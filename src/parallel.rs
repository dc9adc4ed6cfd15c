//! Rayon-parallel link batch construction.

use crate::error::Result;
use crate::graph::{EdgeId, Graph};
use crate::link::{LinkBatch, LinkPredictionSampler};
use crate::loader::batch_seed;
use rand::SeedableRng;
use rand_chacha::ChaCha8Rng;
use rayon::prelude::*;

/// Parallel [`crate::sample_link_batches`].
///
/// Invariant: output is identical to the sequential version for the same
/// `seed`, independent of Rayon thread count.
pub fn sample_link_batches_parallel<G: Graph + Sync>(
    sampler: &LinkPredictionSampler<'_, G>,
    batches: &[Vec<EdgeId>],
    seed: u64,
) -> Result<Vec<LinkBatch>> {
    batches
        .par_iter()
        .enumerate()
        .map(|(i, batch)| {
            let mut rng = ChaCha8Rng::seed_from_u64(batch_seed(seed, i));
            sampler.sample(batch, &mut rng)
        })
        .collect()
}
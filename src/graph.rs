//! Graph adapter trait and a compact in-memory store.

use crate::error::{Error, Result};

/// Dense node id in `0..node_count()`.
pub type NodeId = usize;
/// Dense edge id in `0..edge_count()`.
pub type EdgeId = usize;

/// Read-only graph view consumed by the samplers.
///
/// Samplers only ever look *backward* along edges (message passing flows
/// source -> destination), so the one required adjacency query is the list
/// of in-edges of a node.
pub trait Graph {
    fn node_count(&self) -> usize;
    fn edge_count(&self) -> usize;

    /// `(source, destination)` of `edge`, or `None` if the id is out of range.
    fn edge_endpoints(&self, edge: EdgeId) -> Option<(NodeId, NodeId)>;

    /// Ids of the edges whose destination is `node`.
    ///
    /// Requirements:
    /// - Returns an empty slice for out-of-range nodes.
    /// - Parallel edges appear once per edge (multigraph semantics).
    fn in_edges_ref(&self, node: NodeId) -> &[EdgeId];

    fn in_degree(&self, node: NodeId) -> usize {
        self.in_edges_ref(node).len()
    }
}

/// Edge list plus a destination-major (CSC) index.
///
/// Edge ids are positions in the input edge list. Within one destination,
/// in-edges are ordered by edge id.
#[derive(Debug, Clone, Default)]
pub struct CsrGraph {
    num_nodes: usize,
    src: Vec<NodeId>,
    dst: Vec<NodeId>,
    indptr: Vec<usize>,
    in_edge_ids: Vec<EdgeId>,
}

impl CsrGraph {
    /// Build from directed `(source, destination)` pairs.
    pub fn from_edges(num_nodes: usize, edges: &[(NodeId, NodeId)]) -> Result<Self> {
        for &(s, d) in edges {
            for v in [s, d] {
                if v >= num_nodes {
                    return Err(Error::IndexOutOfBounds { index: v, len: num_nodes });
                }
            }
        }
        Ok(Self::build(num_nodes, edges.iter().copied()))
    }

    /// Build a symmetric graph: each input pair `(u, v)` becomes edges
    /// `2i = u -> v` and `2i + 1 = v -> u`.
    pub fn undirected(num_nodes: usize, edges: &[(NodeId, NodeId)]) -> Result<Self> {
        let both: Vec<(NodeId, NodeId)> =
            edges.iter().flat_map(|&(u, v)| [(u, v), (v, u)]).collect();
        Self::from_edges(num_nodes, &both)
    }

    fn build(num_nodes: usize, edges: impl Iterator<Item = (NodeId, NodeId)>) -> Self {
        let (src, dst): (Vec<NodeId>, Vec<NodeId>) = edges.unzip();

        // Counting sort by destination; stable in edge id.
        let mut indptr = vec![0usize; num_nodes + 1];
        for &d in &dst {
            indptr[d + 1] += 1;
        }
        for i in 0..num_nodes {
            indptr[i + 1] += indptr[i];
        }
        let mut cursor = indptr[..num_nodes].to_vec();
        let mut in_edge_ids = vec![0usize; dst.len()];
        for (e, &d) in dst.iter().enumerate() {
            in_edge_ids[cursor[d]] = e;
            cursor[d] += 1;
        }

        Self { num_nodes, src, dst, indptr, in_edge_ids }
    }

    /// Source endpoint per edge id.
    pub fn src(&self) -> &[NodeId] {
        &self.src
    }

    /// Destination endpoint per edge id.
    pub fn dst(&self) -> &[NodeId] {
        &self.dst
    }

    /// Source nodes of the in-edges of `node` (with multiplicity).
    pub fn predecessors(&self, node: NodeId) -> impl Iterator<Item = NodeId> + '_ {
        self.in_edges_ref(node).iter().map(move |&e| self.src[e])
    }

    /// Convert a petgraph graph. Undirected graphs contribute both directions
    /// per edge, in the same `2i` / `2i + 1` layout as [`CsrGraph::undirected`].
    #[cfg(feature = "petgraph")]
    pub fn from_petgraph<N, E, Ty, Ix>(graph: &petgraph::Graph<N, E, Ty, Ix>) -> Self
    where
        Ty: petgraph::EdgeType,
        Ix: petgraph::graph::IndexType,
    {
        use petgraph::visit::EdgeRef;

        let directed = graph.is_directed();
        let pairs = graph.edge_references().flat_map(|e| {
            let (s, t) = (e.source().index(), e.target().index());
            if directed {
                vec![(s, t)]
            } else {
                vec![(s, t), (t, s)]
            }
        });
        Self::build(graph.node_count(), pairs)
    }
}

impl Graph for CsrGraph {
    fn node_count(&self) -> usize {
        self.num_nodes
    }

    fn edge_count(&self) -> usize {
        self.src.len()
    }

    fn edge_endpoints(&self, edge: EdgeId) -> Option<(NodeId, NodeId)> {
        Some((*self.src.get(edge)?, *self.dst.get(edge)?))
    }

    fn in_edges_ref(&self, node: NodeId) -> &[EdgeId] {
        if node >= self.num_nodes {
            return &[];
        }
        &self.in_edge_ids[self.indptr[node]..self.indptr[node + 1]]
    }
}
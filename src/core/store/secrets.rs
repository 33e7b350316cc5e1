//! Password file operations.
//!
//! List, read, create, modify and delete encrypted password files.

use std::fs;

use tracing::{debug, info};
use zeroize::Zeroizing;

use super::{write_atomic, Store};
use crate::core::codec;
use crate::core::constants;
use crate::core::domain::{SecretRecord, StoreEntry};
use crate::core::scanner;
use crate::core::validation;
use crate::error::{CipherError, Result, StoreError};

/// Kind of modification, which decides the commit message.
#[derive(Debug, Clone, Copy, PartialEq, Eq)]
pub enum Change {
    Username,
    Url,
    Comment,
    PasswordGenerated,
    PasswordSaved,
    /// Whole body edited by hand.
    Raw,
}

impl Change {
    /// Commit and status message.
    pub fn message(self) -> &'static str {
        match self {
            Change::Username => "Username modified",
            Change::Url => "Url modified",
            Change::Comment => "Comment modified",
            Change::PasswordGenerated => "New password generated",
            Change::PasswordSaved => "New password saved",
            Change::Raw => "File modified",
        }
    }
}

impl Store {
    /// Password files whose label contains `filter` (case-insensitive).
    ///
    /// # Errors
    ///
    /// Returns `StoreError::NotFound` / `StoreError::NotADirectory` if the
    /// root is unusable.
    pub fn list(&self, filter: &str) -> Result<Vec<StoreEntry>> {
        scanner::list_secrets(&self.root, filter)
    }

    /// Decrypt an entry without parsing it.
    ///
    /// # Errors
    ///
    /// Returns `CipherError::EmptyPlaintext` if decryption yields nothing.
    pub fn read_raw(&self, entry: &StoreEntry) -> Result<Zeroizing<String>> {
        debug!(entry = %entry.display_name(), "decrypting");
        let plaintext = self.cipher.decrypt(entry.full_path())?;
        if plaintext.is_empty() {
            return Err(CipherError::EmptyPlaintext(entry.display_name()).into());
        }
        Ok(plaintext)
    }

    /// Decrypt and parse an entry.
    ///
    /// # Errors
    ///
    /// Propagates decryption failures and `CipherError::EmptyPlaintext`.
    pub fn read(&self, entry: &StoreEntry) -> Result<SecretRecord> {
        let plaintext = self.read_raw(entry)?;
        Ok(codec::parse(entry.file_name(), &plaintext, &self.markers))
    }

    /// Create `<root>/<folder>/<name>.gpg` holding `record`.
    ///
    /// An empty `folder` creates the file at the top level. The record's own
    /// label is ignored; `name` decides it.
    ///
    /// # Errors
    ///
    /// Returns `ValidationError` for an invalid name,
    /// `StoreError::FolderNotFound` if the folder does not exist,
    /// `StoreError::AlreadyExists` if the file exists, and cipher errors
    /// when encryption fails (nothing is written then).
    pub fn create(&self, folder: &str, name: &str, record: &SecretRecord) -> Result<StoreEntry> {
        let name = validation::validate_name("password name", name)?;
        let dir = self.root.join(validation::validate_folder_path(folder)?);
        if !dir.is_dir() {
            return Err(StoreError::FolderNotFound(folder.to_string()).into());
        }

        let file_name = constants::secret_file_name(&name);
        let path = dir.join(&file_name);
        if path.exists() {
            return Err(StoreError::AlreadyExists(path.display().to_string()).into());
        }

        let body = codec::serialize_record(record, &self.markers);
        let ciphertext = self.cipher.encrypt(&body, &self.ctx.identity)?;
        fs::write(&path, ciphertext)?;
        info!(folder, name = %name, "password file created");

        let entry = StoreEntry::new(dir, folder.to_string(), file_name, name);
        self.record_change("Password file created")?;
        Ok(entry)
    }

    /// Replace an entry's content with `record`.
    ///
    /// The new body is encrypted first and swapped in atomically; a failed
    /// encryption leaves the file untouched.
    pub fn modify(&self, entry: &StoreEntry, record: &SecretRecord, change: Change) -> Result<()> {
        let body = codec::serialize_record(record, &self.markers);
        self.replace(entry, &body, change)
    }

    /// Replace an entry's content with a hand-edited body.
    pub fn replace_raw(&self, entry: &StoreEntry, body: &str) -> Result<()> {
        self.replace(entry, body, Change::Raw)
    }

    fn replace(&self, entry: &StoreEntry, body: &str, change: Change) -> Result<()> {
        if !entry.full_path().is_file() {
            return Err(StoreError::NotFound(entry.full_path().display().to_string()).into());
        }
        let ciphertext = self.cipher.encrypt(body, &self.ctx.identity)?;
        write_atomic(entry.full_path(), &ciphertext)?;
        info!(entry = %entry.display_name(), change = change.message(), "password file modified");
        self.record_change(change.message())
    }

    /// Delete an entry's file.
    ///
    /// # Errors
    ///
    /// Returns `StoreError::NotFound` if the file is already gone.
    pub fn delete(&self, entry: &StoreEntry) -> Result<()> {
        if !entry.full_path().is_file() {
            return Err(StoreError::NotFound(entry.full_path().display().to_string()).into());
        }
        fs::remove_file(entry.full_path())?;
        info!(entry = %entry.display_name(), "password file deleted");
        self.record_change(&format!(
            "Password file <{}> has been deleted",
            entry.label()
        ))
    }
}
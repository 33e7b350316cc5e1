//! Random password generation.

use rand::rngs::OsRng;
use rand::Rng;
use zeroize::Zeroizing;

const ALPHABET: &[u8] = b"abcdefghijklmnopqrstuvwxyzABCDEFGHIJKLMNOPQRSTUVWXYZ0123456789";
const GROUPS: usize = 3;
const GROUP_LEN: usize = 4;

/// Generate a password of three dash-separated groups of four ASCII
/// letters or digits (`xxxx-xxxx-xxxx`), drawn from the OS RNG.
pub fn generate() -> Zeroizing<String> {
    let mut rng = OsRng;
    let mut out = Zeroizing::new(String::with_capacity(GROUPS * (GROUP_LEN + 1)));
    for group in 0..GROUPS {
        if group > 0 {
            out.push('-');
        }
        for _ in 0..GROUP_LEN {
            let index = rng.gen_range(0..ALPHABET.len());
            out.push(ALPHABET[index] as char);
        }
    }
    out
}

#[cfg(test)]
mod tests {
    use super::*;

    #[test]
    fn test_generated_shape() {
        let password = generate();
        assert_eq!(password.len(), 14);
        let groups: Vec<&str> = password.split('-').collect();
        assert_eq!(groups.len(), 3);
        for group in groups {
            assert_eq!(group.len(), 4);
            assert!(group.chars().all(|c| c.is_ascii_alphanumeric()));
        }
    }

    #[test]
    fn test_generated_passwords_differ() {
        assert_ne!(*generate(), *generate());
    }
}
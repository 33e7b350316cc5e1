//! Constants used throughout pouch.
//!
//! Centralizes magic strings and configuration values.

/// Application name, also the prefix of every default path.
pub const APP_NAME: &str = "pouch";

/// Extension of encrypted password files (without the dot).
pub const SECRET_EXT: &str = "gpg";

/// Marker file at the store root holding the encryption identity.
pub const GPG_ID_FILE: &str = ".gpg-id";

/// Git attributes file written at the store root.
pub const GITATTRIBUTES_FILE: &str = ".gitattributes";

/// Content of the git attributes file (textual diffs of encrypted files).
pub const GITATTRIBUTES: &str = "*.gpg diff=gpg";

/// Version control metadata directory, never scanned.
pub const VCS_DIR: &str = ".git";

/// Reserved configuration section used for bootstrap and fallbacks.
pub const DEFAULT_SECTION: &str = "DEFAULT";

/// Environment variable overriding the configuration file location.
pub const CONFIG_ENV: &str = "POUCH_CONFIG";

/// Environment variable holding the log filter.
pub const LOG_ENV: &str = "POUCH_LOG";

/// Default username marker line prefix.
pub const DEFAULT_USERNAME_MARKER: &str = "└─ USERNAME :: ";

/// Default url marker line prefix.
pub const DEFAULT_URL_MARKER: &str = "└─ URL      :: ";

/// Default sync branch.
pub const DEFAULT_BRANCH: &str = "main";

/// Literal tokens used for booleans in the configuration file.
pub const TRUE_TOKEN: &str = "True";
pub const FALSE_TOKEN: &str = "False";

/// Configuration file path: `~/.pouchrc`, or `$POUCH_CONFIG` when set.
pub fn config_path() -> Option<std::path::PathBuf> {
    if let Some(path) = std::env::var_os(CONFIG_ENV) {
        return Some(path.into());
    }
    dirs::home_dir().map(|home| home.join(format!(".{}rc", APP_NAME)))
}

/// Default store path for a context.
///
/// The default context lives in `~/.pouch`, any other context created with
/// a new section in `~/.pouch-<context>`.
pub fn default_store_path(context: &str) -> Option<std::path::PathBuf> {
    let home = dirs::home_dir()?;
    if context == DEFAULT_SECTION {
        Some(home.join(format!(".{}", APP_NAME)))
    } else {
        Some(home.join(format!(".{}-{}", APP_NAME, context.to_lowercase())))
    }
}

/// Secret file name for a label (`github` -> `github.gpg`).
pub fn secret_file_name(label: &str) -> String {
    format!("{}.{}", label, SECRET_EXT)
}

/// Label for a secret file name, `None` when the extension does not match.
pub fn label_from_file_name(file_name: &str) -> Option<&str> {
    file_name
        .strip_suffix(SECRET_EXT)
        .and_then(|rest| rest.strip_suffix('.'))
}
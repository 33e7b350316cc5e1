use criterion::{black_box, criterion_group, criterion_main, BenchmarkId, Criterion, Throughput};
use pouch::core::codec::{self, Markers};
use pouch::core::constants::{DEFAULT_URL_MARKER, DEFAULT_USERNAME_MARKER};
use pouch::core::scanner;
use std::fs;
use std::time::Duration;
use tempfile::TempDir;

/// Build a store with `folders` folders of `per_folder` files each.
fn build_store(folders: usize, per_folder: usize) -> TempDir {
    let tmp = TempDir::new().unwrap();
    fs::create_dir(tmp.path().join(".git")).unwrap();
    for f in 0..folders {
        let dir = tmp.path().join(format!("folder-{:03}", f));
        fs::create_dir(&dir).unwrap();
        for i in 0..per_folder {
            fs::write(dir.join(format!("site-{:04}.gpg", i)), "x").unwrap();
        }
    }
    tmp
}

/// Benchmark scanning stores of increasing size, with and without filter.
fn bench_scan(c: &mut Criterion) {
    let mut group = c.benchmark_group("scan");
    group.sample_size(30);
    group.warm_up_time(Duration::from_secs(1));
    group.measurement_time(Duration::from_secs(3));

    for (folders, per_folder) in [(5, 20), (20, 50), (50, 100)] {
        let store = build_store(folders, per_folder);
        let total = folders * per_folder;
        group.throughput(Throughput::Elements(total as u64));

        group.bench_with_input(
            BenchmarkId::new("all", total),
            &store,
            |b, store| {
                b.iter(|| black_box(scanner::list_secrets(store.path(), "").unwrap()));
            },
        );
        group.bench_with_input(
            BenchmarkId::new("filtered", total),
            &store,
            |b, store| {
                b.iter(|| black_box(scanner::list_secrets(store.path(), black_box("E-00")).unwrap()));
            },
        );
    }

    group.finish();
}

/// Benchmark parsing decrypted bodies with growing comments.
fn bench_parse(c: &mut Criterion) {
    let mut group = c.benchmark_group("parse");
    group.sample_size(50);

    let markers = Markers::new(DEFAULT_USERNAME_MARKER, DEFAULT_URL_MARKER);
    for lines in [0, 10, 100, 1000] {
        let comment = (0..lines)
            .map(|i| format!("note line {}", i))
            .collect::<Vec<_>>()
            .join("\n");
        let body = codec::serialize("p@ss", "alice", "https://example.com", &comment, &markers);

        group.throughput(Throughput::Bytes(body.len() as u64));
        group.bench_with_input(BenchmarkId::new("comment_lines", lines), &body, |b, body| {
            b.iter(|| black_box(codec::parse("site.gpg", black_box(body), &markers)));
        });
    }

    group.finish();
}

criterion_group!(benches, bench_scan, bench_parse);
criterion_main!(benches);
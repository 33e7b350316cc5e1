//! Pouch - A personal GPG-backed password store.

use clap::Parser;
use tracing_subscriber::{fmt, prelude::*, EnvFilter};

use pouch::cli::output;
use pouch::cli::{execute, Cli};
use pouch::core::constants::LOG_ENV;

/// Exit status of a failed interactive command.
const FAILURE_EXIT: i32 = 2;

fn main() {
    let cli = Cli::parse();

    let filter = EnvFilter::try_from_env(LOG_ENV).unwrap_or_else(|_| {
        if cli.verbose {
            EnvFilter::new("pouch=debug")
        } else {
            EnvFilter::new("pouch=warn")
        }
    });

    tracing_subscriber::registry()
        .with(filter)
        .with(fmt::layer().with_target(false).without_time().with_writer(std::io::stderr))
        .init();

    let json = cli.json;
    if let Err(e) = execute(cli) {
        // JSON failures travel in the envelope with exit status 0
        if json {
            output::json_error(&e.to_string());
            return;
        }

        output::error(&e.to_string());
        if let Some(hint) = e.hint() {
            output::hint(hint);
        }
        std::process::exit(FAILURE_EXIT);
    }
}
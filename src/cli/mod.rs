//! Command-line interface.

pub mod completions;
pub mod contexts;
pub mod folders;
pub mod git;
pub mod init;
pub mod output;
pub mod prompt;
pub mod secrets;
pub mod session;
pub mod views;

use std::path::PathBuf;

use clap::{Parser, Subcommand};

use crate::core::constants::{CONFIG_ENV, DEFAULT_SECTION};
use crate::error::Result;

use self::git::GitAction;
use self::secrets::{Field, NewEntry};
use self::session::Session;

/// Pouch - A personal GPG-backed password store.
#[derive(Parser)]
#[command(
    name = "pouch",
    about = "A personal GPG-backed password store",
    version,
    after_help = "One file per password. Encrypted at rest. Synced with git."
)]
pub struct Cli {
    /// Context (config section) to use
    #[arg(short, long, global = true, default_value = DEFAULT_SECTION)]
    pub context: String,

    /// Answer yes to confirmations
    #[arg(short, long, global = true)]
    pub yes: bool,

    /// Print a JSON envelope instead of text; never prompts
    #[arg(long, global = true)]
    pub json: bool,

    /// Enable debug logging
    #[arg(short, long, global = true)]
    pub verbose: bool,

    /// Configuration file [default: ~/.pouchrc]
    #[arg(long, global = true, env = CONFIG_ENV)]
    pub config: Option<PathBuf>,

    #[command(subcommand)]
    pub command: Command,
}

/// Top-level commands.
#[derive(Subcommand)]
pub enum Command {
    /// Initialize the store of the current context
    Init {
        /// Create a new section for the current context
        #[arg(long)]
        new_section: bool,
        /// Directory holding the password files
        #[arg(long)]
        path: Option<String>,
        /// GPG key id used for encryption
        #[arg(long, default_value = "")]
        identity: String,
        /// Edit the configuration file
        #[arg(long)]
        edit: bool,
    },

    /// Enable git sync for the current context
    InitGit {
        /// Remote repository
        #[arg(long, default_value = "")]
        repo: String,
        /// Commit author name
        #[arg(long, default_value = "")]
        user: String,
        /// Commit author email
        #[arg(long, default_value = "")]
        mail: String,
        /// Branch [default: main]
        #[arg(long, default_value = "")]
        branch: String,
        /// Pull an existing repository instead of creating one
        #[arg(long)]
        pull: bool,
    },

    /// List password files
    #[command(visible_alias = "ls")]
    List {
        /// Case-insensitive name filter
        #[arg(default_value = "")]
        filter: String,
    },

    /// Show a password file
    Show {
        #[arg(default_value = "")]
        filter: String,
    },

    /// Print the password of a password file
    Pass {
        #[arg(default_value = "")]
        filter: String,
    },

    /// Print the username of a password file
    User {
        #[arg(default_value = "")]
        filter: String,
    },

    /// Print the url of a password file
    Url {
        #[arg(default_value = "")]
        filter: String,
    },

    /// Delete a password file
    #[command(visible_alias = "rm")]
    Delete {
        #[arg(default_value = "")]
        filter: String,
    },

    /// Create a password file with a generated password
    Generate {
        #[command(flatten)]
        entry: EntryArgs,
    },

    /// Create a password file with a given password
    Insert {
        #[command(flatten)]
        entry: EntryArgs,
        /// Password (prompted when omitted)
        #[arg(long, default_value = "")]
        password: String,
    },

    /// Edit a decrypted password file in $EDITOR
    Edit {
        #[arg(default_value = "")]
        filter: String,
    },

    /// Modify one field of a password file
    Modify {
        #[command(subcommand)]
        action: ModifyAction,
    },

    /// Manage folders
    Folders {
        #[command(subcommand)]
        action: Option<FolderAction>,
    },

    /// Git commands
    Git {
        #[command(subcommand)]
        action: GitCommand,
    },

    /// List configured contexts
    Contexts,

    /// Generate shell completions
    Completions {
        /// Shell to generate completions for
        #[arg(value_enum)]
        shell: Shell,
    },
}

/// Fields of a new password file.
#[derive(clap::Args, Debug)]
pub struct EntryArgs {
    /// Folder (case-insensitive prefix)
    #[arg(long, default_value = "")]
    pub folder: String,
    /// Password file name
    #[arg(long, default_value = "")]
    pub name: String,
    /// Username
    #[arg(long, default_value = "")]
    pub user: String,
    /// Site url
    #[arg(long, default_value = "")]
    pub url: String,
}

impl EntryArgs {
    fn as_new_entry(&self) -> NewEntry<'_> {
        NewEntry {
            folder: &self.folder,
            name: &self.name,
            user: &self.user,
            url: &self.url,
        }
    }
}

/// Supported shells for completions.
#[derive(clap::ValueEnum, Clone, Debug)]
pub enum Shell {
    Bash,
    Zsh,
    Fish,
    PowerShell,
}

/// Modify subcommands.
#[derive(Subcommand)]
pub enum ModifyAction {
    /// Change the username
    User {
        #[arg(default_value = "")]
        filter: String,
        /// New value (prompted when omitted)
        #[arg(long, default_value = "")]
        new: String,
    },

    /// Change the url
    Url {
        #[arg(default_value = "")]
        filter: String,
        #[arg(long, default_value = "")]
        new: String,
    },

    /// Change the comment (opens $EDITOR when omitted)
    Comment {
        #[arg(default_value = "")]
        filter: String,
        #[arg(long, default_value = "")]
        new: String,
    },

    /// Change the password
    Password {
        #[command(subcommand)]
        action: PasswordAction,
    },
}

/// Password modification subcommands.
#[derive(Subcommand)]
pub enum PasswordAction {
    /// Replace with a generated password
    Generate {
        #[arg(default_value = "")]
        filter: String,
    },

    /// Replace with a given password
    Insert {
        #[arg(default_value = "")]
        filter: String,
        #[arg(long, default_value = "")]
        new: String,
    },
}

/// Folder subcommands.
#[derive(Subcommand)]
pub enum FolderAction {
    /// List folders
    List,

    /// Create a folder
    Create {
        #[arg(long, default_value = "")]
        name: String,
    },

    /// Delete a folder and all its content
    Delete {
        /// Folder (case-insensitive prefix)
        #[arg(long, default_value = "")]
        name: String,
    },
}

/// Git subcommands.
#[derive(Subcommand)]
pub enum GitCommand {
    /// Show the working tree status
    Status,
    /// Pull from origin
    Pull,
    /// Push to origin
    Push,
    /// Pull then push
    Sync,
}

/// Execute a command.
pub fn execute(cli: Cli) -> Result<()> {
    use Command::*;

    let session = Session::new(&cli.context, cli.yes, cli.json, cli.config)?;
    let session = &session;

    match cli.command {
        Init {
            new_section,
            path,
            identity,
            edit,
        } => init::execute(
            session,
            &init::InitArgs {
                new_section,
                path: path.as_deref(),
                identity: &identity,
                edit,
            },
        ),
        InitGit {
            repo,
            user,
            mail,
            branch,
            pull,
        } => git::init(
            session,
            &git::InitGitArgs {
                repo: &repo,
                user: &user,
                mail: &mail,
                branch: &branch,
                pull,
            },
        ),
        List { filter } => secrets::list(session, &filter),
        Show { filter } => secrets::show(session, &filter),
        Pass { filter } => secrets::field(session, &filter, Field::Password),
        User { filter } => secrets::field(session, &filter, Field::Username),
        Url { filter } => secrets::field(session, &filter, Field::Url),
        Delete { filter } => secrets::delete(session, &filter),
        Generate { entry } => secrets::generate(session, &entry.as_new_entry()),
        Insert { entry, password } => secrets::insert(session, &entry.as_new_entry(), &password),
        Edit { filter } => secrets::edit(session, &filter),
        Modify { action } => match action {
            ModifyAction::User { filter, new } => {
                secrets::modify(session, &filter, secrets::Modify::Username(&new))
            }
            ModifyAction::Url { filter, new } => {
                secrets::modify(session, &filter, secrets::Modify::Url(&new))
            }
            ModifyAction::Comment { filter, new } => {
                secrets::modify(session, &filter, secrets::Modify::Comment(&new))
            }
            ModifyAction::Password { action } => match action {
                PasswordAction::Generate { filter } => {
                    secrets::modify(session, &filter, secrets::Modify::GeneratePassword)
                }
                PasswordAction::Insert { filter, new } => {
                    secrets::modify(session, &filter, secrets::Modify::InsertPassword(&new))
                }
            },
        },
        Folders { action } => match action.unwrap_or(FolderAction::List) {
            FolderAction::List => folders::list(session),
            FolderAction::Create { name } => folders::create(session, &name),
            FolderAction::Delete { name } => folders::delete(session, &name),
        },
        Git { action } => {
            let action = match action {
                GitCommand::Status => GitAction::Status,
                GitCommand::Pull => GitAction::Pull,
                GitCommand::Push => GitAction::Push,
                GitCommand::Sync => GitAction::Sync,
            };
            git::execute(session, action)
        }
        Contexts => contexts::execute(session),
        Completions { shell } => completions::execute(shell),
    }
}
★ ★ ★ ★ ★ ★ ★
Assignment:
Using the material above, return every line that holds the string "identity".

Response area:
        let ciphertext = self.cipher.encrypt(&body, &self.ctx.identity)?;
        let ciphertext = self.cipher.encrypt(body, &self.ctx.identity)?;
/// Marker file at the store root holding the encryption identity.
        identity: String,
            identity,
                identity: &identity,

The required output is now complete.